I’ve been in the American (charismatic) church since I was five years old. Some of my earliest memories involve waking up really early to ride in the setup truck with my dad. I would then watch in amazement as he and five other guys setup the entire church with just the contents inside the truck. Other early memories include helping my mom cut out flannel graphs for her Sunday morning preschool class and sneaking into the volunteer room to get donuts and orange juice.
I lived a wild life.
For me, my faith has been a part of my life for as early as I can remember. From praying at dinner tables, to laying hands on the sick, to believing God was going to provide for us as a family — my parents taught me the value of believing in something bigger than myself. Though, it wasn’t until I hit my late teenage years that I realized my faith had transformed into a self-serving way for me to get what I wanted out of life.

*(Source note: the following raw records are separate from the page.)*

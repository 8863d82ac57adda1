//! Sentinel annotation and label keys
//!
//! The exact spelling of these keys is shared with the rest of the platform,
//! so they live in one table that is handed to the mutators that need them.

use azure_common::{
    ANNOTATION_KEY_USE_FLOW, ANNOTATION_KEY_USE_TF, SEED_LABEL_KEY_USE_FLOW,
    SEED_LABEL_USE_FLOW_VALUE_NEW,
};

/// Keys and values steering the infrastructure reconciliation engine choice
#[derive(Clone, Debug, PartialEq, Eq)]
pub struct SentinelKeys {
    /// Shoot annotation forcing the legacy terraformer path
    pub legacy_annotation: String,
    /// Seed label selecting the flow engine
    pub flow_seed_label: String,
    /// Seed label value enabling flow for new infrastructures
    pub flow_seed_label_value: String,
    /// Infrastructure annotation requesting the flow engine
    pub flow_annotation: String,
    /// Value written to `flow_annotation`
    pub flow_annotation_value: String,
}

impl Default for SentinelKeys {
    fn default() -> Self {
        Self {
            legacy_annotation: ANNOTATION_KEY_USE_TF.to_string(),
            flow_seed_label: SEED_LABEL_KEY_USE_FLOW.to_string(),
            flow_seed_label_value: SEED_LABEL_USE_FLOW_VALUE_NEW.to_string(),
            flow_annotation: ANNOTATION_KEY_USE_FLOW.to_string(),
            flow_annotation_value: "true".to_string(),
        }
    }
}

#[cfg(test)]
mod tests {
    use super::*;

    #[test]
    fn default_keys_match_platform_spelling() {
        let keys = SentinelKeys::default();
        assert_eq!(
            keys.legacy_annotation,
            "azure.provider.extensions.gardener.cloud/use-tf"
        );
        assert_eq!(
            keys.flow_seed_label,
            "azure.provider.extensions.gardener.cloud/use-flow"
        );
        assert_eq!(keys.flow_annotation, keys.flow_seed_label);
        assert_eq!(keys.flow_seed_label_value, "new");
        assert_eq!(keys.flow_annotation_value, "true");
    }
}
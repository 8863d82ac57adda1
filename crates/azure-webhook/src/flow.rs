//! Infrastructure flow mutator
//!
//! Newly created Infrastructures on seeds labelled for the flow engine get
//! the `use-flow` annotation, unless the shoot forces the terraformer path.

use std::sync::Arc;

use async_trait::async_trait;
use kube::ResourceExt;
use tracing::{debug, info};

use azure_common::{Error, Result};

use crate::context::ClusterLookup;
use crate::keys::SentinelKeys;
use crate::lifecycle::is_being_deleted;
use crate::object::{AdmittedObject, Mutator};

/// Mutator for Infrastructure resources
pub struct FlowMutator {
    lookup: Arc<dyn ClusterLookup>,
    keys: SentinelKeys,
}

impl FlowMutator {
    /// Create a flow mutator resolving cluster context through `lookup`
    pub fn new(lookup: Arc<dyn ClusterLookup>, keys: SentinelKeys) -> Self {
        Self { lookup, keys }
    }
}

#[async_trait]
impl Mutator for FlowMutator {
    fn name(&self) -> &'static str {
        "infrastructure-flow"
    }

    async fn mutate(&self, new: &mut AdmittedObject, old: Option<&AdmittedObject>) -> Result<()> {
        if old.is_some() || is_being_deleted(new.meta()) {
            return Ok(());
        }

        let kind = new.kind();
        let AdmittedObject::Infrastructure(infra) = new else {
            return Err(Error::type_mismatch("Infrastructure", kind));
        };

        let namespace = infra
            .namespace()
            .ok_or_else(|| Error::context_lookup(infra.name_any(), "object has no namespace"))?;
        let cluster = self.lookup.get_cluster(&namespace).await?;

        if cluster.shoot_has_annotation(&self.keys.legacy_annotation) {
            debug!(infrastructure = %infra.name_any(), namespace = %namespace, "Shoot forces terraformer, not requesting flow");
            return Ok(());
        }

        if cluster.seed_label(&self.keys.flow_seed_label) == Some(self.keys.flow_seed_label_value.as_str()) {
            info!(infrastructure = %infra.name_any(), namespace = %namespace, "Requesting flow reconciliation");
            infra.annotations_mut().insert(
                self.keys.flow_annotation.clone(),
                self.keys.flow_annotation_value.clone(),
            );
        }

        Ok(())
    }
}
//! Shoot mutator
//!
//! Makes the overlay mode of the shoot's network plugin explicit. For Azure
//! shoots overlay networking defaults to disabled, so pods are routed
//! natively through the VNet route tables.

use async_trait::async_trait;
use tracing::{debug, info};

use azure_common::crd::{
    CalicoNetworkConfig, CiliumNetworkConfig, NetworkProviderConfig, Overlay, ProviderConfig,
    Shoot, CALICO_NETWORKING_TYPE, CILIUM_NETWORKING_TYPE,
};
use azure_common::{Error, Result};

use crate::lifecycle;
use crate::object::{AdmittedObject, Mutator};

/// Overlay mode written when neither the new nor the old shoot has one
pub const DEFAULT_OVERLAY_ENABLED: bool = false;

/// Mutator for Shoot resources
#[derive(Clone, Debug, Default)]
pub struct ShootMutator;

impl ShootMutator {
    /// Create a new shoot mutator
    pub fn new() -> Self {
        Self
    }
}

#[async_trait]
impl Mutator for ShootMutator {
    fn name(&self) -> &'static str {
        "shoot"
    }

    async fn mutate(&self, new: &mut AdmittedObject, old: Option<&AdmittedObject>) -> Result<()> {
        let kind = new.kind();
        let AdmittedObject::Shoot(shoot) = new else {
            return Err(Error::type_mismatch("Shoot", kind));
        };
        let old = match old {
            None => None,
            Some(AdmittedObject::Shoot(old)) => Some(old.as_ref()),
            Some(other) => return Err(Error::type_mismatch("Shoot", other.kind())),
        };

        mutate_network_config(shoot, old)
    }
}

/// Make the overlay mode of the shoot's network config explicit
///
/// Decodes the existing payload, keeps an explicit overlay, otherwise carries
/// the old shoot's overlay forward, otherwise writes the default. The payload
/// is only replaced when the re-encoded form differs.
pub fn mutate_network_config(shoot: &mut Shoot, old: Option<&Shoot>) -> Result<()> {
    if let Some(reason) = lifecycle::skip_reason(shoot, old) {
        debug!(shoot = ?shoot.metadata.name, %reason, "Skipping network config mutation");
        return Ok(());
    }

    match shoot.networking_type() {
        Some(CILIUM_NETWORKING_TYPE) => resolve_overlay::<CiliumNetworkConfig>(shoot, old),
        Some(CALICO_NETWORKING_TYPE) => resolve_overlay::<CalicoNetworkConfig>(shoot, old),
        other => {
            debug!(shoot = ?shoot.metadata.name, networking = ?other, "Networking type not managed");
            Ok(())
        }
    }
}

fn resolve_overlay<T: NetworkProviderConfig>(shoot: &mut Shoot, old: Option<&Shoot>) -> Result<()> {
    let name = shoot.metadata.name.clone();
    let networking_type = shoot.networking_type().map(str::to_string);
    let Some(networking) = shoot.spec.networking.as_mut() else {
        return Ok(());
    };

    let mut config =
        ProviderConfig::<T>::decode(networking.provider_config.as_ref(), T::DESCRIPTION)?;

    if config.object().overlay().is_none() {
        let overlay = match previous_overlay::<T>(old, networking_type.as_deref())? {
            Some(overlay) => overlay,
            None => Overlay::enabled(DEFAULT_OVERLAY_ENABLED),
        };
        config.object_mut().set_overlay(overlay);
    }
    config.object_mut().set_type_meta();

    if config.differs_from_raw()? {
        let encoded = config.encode()?;
        info!(shoot = ?name, provider_config = %encoded, "Mutating network provider config");
        networking.provider_config = Some(encoded);
    }

    Ok(())
}

/// Explicit overlay of the old shoot, if it used the same network plugin
fn previous_overlay<T: NetworkProviderConfig>(
    old: Option<&Shoot>,
    networking_type: Option<&str>,
) -> Result<Option<Overlay>> {
    let Some(old) = old else {
        return Ok(None);
    };
    if old.networking_type() != networking_type {
        return Ok(None);
    }
    let raw = old
        .spec
        .networking
        .as_ref()
        .and_then(|n| n.provider_config.as_ref());

    let config = ProviderConfig::<T>::decode(raw, T::DESCRIPTION)?;
    Ok(config.object().overlay().cloned())
}
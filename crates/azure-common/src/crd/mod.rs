//! Gardener API types consumed by the Azure extension webhooks

mod cluster;
mod infrastructure;
mod network;
mod provider_config;
mod shoot;

pub use cluster::{Cluster, ClusterContext, ClusterSpec};
pub use infrastructure::{Infrastructure, InfrastructureSpec, SecretReference};
pub use network::{
    CalicoNetworkConfig, CiliumNetworkConfig, Hubble, NetworkProviderConfig, Overlay,
    SnatToUpstreamDns, CALICO_NETWORKING_TYPE, CILIUM_NETWORKING_TYPE, NETWORK_CONFIG_KIND,
};
pub use provider_config::ProviderConfig;
pub use shoot::{
    LastOperation, LastOperationState, LastOperationType, Machine, Networking, Provider, Shoot,
    ShootSpec, ShootStatus, Worker,
};
//! Opaque provider config payloads
//!
//! Gardener embeds extension-specific configuration as untyped JSON
//! (`runtime.RawExtension`). [`ProviderConfig`] keeps the raw value next to
//! the decoded structured view; when re-encoding, the structured view is
//! authoritative and raw fields outside of its schema are not carried over.

use serde::de::DeserializeOwned;
use serde::Serialize;

use crate::{Error, Result};

/// A provider config payload with its raw and decoded forms
#[derive(Clone, Debug, Default, PartialEq)]
pub struct ProviderConfig<T> {
    raw: Option<serde_json::Value>,
    object: T,
}

impl<T> ProviderConfig<T>
where
    T: DeserializeOwned + Serialize + Default,
{
    /// Decode a raw payload
    ///
    /// An absent or `null` payload decodes to `T::default()` (all fields
    /// unset). A payload that does not match the schema is an error tagged
    /// with `kind`.
    pub fn decode(raw: Option<&serde_json::Value>, kind: &str) -> Result<Self> {
        let object = match raw {
            None | Some(serde_json::Value::Null) => T::default(),
            Some(value) => serde_json::from_value(value.clone())
                .map_err(|e| Error::payload_decode(kind, e.to_string()))?,
        };

        Ok(Self {
            raw: raw.cloned(),
            object,
        })
    }

    /// The raw payload as it was admitted
    pub fn raw(&self) -> Option<&serde_json::Value> {
        self.raw.as_ref()
    }

    /// The decoded structured view
    pub fn object(&self) -> &T {
        &self.object
    }

    /// The decoded structured view, mutably
    pub fn object_mut(&mut self) -> &mut T {
        &mut self.object
    }

    /// Encode the structured view back to JSON
    pub fn encode(&self) -> Result<serde_json::Value> {
        serde_json::to_value(&self.object).map_err(Into::into)
    }

    /// Whether encoding the structured view would change the raw payload
    pub fn differs_from_raw(&self) -> Result<bool> {
        Ok(self.raw.as_ref() != Some(&self.encode()?))
    }
}
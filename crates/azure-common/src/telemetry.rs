//! Telemetry initialization for tracing and OpenTelemetry export
//!
//! Provides unified telemetry setup with:
//! - W3C TraceContext propagation so webhook spans join the API server trace
//! - OTLP export for traces when `OTEL_EXPORTER_OTLP_ENDPOINT` is set
//! - JSON structured logging with the current span attached

use opentelemetry::trace::TracerProvider as _;
use opentelemetry::{global, KeyValue};
use opentelemetry_otlp::WithExportConfig;
use opentelemetry_sdk::propagation::TraceContextPropagator;
use opentelemetry_sdk::trace::TracerProvider;
use opentelemetry_sdk::{runtime, Resource};
use thiserror::Error;
use tracing_subscriber::layer::SubscriberExt;
use tracing_subscriber::util::SubscriberInitExt;
use tracing_subscriber::EnvFilter;

/// Default log filter when `RUST_LOG` is unset
const DEFAULT_FILTER: &str = "info,azure_webhook=debug,kube=info,tower=warn,hyper=warn";

/// Errors that can occur during telemetry initialization
#[derive(Debug, Error)]
pub enum TelemetryError {
    /// Failed to initialize OpenTelemetry tracer
    #[error("failed to initialize tracer: {0}")]
    TracerInit(String),

    /// Failed to initialize tracing subscriber
    #[error("failed to initialize tracing subscriber: {0}")]
    SubscriberInit(String),
}

/// Configuration for telemetry initialization
#[derive(Debug, Clone)]
pub struct TelemetryConfig {
    /// Service name reported on spans
    pub service_name: String,

    /// OTLP endpoint for trace export (e.g., "http://otel-collector:4317")
    /// If None, spans are only reflected in local logs
    pub otlp_endpoint: Option<String>,
}

impl Default for TelemetryConfig {
    fn default() -> Self {
        Self {
            service_name: "gardener-extension-provider-azure".to_string(),
            otlp_endpoint: std::env::var("OTEL_EXPORTER_OTLP_ENDPOINT").ok(),
        }
    }
}

/// Initialize the global tracing subscriber
///
/// Installs the JSON fmt layer filtered by `RUST_LOG` and, when an OTLP
/// endpoint is configured, an OpenTelemetry layer exporting spans over gRPC.
pub fn init_telemetry(config: TelemetryConfig) -> Result<(), TelemetryError> {
    global::set_text_map_propagator(TraceContextPropagator::new());

    let otel_layer = match &config.otlp_endpoint {
        Some(endpoint) => {
            let provider = init_otlp_tracer(endpoint, build_resource(&config.service_name))?;
            let tracer = provider.tracer(config.service_name.clone());
            Some(tracing_opentelemetry::layer().with_tracer(tracer))
        }
        None => None,
    };

    let env_filter =
        EnvFilter::try_from_default_env().unwrap_or_else(|_| EnvFilter::new(DEFAULT_FILTER));

    let fmt_layer = tracing_subscriber::fmt::layer()
        .json()
        .with_current_span(true)
        .with_span_list(false)
        .with_target(true)
        .with_file(false)
        .with_line_number(false);

    tracing_subscriber::registry()
        .with(env_filter)
        .with(fmt_layer)
        .with(otel_layer)
        .try_init()
        .map_err(|e| TelemetryError::SubscriberInit(e.to_string()))?;

    Ok(())
}

/// Build OpenTelemetry resource with service info and pod identity
fn build_resource(service_name: &str) -> Resource {
    let mut attributes = vec![KeyValue::new(
        opentelemetry_semantic_conventions::resource::SERVICE_NAME,
        service_name.to_string(),
    )];

    // Set via the Deployment downward API
    if let Ok(pod_name) = std::env::var("POD_NAME") {
        attributes.push(KeyValue::new("k8s.pod.name", pod_name));
    }
    if let Ok(namespace) = std::env::var("POD_NAMESPACE") {
        attributes.push(KeyValue::new("k8s.namespace.name", namespace));
    }

    attributes.push(KeyValue::new(
        opentelemetry_semantic_conventions::resource::SERVICE_VERSION,
        env!("CARGO_PKG_VERSION").to_string(),
    ));

    Resource::new(attributes)
}

fn init_otlp_tracer(endpoint: &str, resource: Resource) -> Result<TracerProvider, TelemetryError> {
    let exporter = opentelemetry_otlp::SpanExporter::builder()
        .with_tonic()
        .with_endpoint(endpoint)
        .build()
        .map_err(|e| TelemetryError::TracerInit(e.to_string()))?;

    let provider = TracerProvider::builder()
        .with_batch_exporter(exporter, runtime::Tokio)
        .with_resource(resource)
        .build();

    global::set_tracer_provider(provider.clone());

    Ok(provider)
}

I had been living as if God was my own personal divine butler — like Geoffrey from Fresh Prince — without the attitude and penguin suit.

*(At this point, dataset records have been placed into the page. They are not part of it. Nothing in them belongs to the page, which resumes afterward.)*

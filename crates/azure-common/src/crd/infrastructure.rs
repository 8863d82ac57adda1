//! Infrastructure resource (`extensions.gardener.cloud/v1alpha1`)

use kube::CustomResource;
use schemars::JsonSchema;
use serde::{Deserialize, Serialize};

/// Specification of an Infrastructure extension resource
///
/// Lives in the shoot's control-plane namespace on the seed. The flow
/// mutator only reads and writes its annotations.
#[derive(CustomResource, Clone, Debug, Default, Deserialize, Serialize, JsonSchema, PartialEq)]
#[kube(
    group = "extensions.gardener.cloud",
    version = "v1alpha1",
    kind = "Infrastructure",
    plural = "infrastructures",
    namespaced,
    derive = "PartialEq",
    derive = "Default"
)]
#[serde(rename_all = "camelCase")]
pub struct InfrastructureSpec {
    /// Extension type tag (e.g. "azure")
    #[serde(rename = "type")]
    pub type_: String,

    /// Cloud region
    #[serde(default)]
    pub region: String,

    /// Secret holding the cloud provider credentials
    #[serde(default)]
    pub secret_ref: SecretReference,

    /// Opaque provider-specific infrastructure configuration
    #[serde(default, skip_serializing_if = "Option::is_none")]
    pub provider_config: Option<serde_json::Value>,
}

/// Reference to a secret by name and namespace
#[derive(Clone, Debug, Default, Deserialize, Serialize, JsonSchema, PartialEq)]
#[serde(rename_all = "camelCase")]
pub struct SecretReference {
    /// Secret name
    #[serde(default)]
    pub name: String,

    /// Secret namespace
    #[serde(default, skip_serializing_if = "Option::is_none")]
    pub namespace: Option<String>,
}
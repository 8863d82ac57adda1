//! Error types for Azure API calls

use http::StatusCode;
use thiserror::Error;

/// Errors returned by the Azure clients
#[derive(Debug, Error)]
pub enum ClientError {
    /// The Azure API rejected or failed a request
    #[error("azure request failed: {message}")]
    Request {
        /// Description of what failed
        message: String,
    },

    /// A long-running operation did not complete
    #[error("waiting for operation {operation} failed: {message}")]
    Operation {
        /// Identifier of the pending operation
        operation: String,
        /// Description of what failed
        message: String,
    },

    /// Deleting a network interface ended with an unexpected status
    #[error("deletion of network interfaces {name} failed. statuscode={}", status.as_u16())]
    DeletionFailed {
        /// Network interface name
        name: String,
        /// Final HTTP status of the delete operation
        status: StatusCode,
    },

    /// A response body could not be decoded
    #[error("could not decode {what}: {source}")]
    Decode {
        /// What was being decoded
        what: String,
        /// The underlying serde error
        #[source]
        source: serde_json::Error,
    },
}

impl ClientError {
    /// Create a request error
    pub fn request(msg: impl Into<String>) -> Self {
        Self::Request {
            message: msg.into(),
        }
    }

    /// Create an operation error
    pub fn operation(operation: impl Into<String>, msg: impl Into<String>) -> Self {
        Self::Operation {
            operation: operation.into(),
            message: msg.into(),
        }
    }
}

/// Result type for Azure client calls
pub type Result<T> = std::result::Result<T, ClientError>;
//! CarbonMart 客户端核心
//!
//! 与运行环境无关的部分：会话、认证请求、路由表与守卫、分页状态机、表单校验。
//! 浏览器相关的实现（fetch、localStorage、History）通过 trait 注入，见 `frontend` crate。

pub mod client;
pub mod config;
pub mod envelope;
pub mod error;
pub mod guard;
pub mod pagination;
pub mod protocol;
pub mod route;
pub mod serde_helper;
pub mod session;
pub mod task;
pub mod validation;

pub use client::{
    ApiClient, HttpMethod, HttpRequest, HttpResponse, HttpTransport, MultipartForm, RequestBody,
    RequestOptions,
};
pub use config::ClientConfig;
pub use error::{ClientError, ClientResult, FieldErrors, StorageError};
pub use guard::{GuardDecision, Navigation, navigate};
pub use pagination::{Page, PageRequest, Paginator};
pub use route::{AppRoute, SubApp};
pub use session::{BearerToken, KeyValueStore, Role, Session, SessionStore, Tier, User};
pub use task::RequestScope;
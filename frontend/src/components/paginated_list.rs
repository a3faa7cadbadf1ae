//! 通用分页列表
//!
//! 状态由共享层的 `Paginator` 驱动，请求通过 `RequestScope` 发出：
//! 翻页会中止上一页的请求，组件卸载时中止全部请求。

use std::future::Future;

use carbonmart_shared::error::{ClientError, ClientResult};
use carbonmart_shared::pagination::{DEFAULT_PAGE_SIZE, Page, PageRequest, Paginator};
use carbonmart_shared::task::RequestScope;
use leptos::prelude::*;
use leptos::task::spawn_local;

use crate::components::toast::use_toaster;

/// 分页导航中最多显示的页码按钮数
const PAGE_WINDOW: u32 = 5;

fn page_window(current: u32, total: u32) -> std::ops::Range<u32> {
    let start = current.saturating_sub(PAGE_WINDOW / 2);
    let end = (start + PAGE_WINDOW).min(total);
    end.saturating_sub(PAGE_WINDOW)..end
}

#[component]
pub fn PaginatedList<T, F, Fut, R, V>(
    /// 拉取指定页
    fetch: F,
    /// 渲染单个条目
    render: R,
    /// 表头；为空时不渲染 thead
    #[prop(optional)]
    headers: Vec<&'static str>,
    #[prop(optional)] page_size: Option<u32>,
    /// 依赖变化时回到第一页
    #[prop(optional, into)]
    deps: Option<Signal<u64>>,
    #[prop(optional, into)] empty_text: Option<String>,
) -> impl IntoView
where
    T: Clone + Send + Sync + 'static,
    F: Fn(PageRequest) -> Fut + Send + Sync + 'static,
    Fut: Future<Output = ClientResult<Page<T>>> + 'static,
    R: Fn(T) -> V + Send + Sync + 'static,
    V: IntoView + 'static,
{
    let state = RwSignal::new(Paginator::<T>::new(page_size.unwrap_or(DEFAULT_PAGE_SIZE)));
    let scope = RequestScope::new();
    let toaster = use_toaster();

    let load = Callback::new({
        let scope = scope.clone();
        move |index: u32| {
            let Some(ticket) = state.try_update(|p| p.begin(index)) else {
                return;
            };
            let pending = scope.run(fetch(ticket.request));
            spawn_local(async move {
                // None：已被新请求取代或组件已卸载
                let Some(result) = pending.await else {
                    return;
                };
                if let Err(e) = &result {
                    toaster.error(e);
                }
                state.update(|p| {
                    p.complete(ticket, result);
                });
            });
        }
    });

    Effect::new({
        let scope = scope.clone();
        move |_| {
            if let Some(deps) = deps {
                deps.track();
            }
            scope.cancel();
            state.update(Paginator::reset);
            load.run(0);
        }
    });

    on_cleanup(move || scope.close());

    let empty_text = empty_text.unwrap_or_else(|| "Nothing here yet.".to_string());
    let columns = headers.len().max(1).to_string();

    let rows = move || {
        let columns = columns.clone();
        state.with(|p| {
            if p.is_loading() {
                return view! {
                    <tr>
                        <td colspan=columns class="text-center py-8 text-base-content/50">
                            <span class="loading loading-spinner loading-md"></span>
                            " Loading..."
                        </td>
                    </tr>
                }
                .into_any();
            }
            if let Some(message) = p.error().map(ClientError::user_message) {
                return view! {
                    <tr>
                        <td colspan=columns class="text-center py-8 text-error">{message}</td>
                    </tr>
                }
                .into_any();
            }
            if p.items().is_empty() {
                return view! {
                    <tr>
                        <td colspan=columns class="text-center py-8 text-base-content/50">
                            {empty_text.clone()}
                        </td>
                    </tr>
                }
                .into_any();
            }
            p.items()
                .iter()
                .cloned()
                .map(&render)
                .collect_view()
                .into_any()
        })
    };

    let summary = move || {
        state.with(|p| {
            let cursor = p.cursor();
            if cursor.maybe_more {
                format!(
                    "Page {} ({} items so far, more available)",
                    cursor.page_index + 1,
                    cursor.total_items
                )
            } else {
                format!(
                    "Page {} of {} ({} items)",
                    cursor.page_index + 1,
                    cursor.total_pages().max(1),
                    cursor.total_items
                )
            }
        })
    };

    let page_buttons = move || {
        let (current, total) = state.with(|p| (p.cursor().page_index, p.cursor().total_pages()));
        page_window(current, total)
            .map(|index| {
                let class = if index == current {
                    "join-item btn btn-sm btn-active"
                } else {
                    "join-item btn btn-sm"
                };
                view! {
                    <button
                        class=class
                        disabled=move || !state.with(|p| p.can_jump(index))
                        on:click=move |_| load.run(index)
                    >
                        {index + 1}
                    </button>
                }
            })
            .collect_view()
    };

    view! {
        <div class="space-y-4">
            <div class="overflow-x-auto w-full">
                <table class="table table-zebra w-full">
                    {(!headers.is_empty())
                        .then(|| {
                            view! {
                                <thead>
                                    <tr>
                                        {headers.iter().map(|h| view! { <th>{*h}</th> }).collect_view()}
                                    </tr>
                                </thead>
                            }
                        })}
                    <tbody>{rows}</tbody>
                </table>
            </div>
            <div class="flex items-center justify-between">
                <span class="text-sm text-base-content/70">{summary}</span>
                <div class="join">
                    <button
                        class="join-item btn btn-sm"
                        disabled=move || !state.with(|p| p.can_previous())
                        on:click=move |_| {
                            if let Some(index) = state.with_untracked(|p| p.previous_index()) {
                                load.run(index);
                            }
                        }
                    >
                        "«"
                    </button>
                    {page_buttons}
                    <button
                        class="join-item btn btn-sm"
                        disabled=move || !state.with(|p| p.can_next())
                        on:click=move |_| {
                            if let Some(index) = state.with_untracked(|p| p.next_index()) {
                                load.run(index);
                            }
                        }
                    >
                        "»"
                    </button>
                </div>
            </div>
        </div>
    }
}

#[cfg(test)]
mod tests {
    use super::page_window;

    #[test]
    fn window_is_centered_and_clamped() {
        assert_eq!(page_window(0, 3), 0..3);
        assert_eq!(page_window(0, 10), 0..5);
        assert_eq!(page_window(5, 10), 3..8);
        assert_eq!(page_window(9, 10), 5..10);
        assert_eq!(page_window(0, 0), 0..0);
    }
}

After losing one of my best friends in a car accident, I woke up. I felt God telling me that decisions change destinies. I knew my life wasn’t just meant to be about me and what I could get out of it. I knew I was meant to play a small part in the grand story of His Church. A part that would require sacrifice and placing others before myself, like all parts in His Church require. So for the past ten years, I’ve been living in faith — believing that God will use my life and words and actions to make much of His name.
I try my best to live by what I call stupid faith. It’s not stupid because it’s without contemplation or intelligence, it’s not stupid because it’s ill-advised or unlearned, it’s stupid because I try to live a life of faith beyond reason. I’m a big proponent of using the power of reason and logic in life. But sometimes — many times even — we encounter things in life that reason can’t take care of, things that logic can’t provide a way out of. This is why I’ve found that I can’t allow my faith to be held down by such things.
When my mom had breast cancer, I needed a stupid faith that said she would be healed.
When I didn’t know how my new wife and I could survive on a pastors salary, I needed a stupid faith that said God would provide.
When I stand in front of hundreds of people and preach, even though I feel unqualified and underprepared, I need a stupid faith that says God will use my words.
When I wake up in the morning and the news says we are all doomed, I need a stupid faith that says God’s plans cannot be overcome.
At the end of the day, I need a stupid faith that says there’s more to life than just living. And maybe you do too.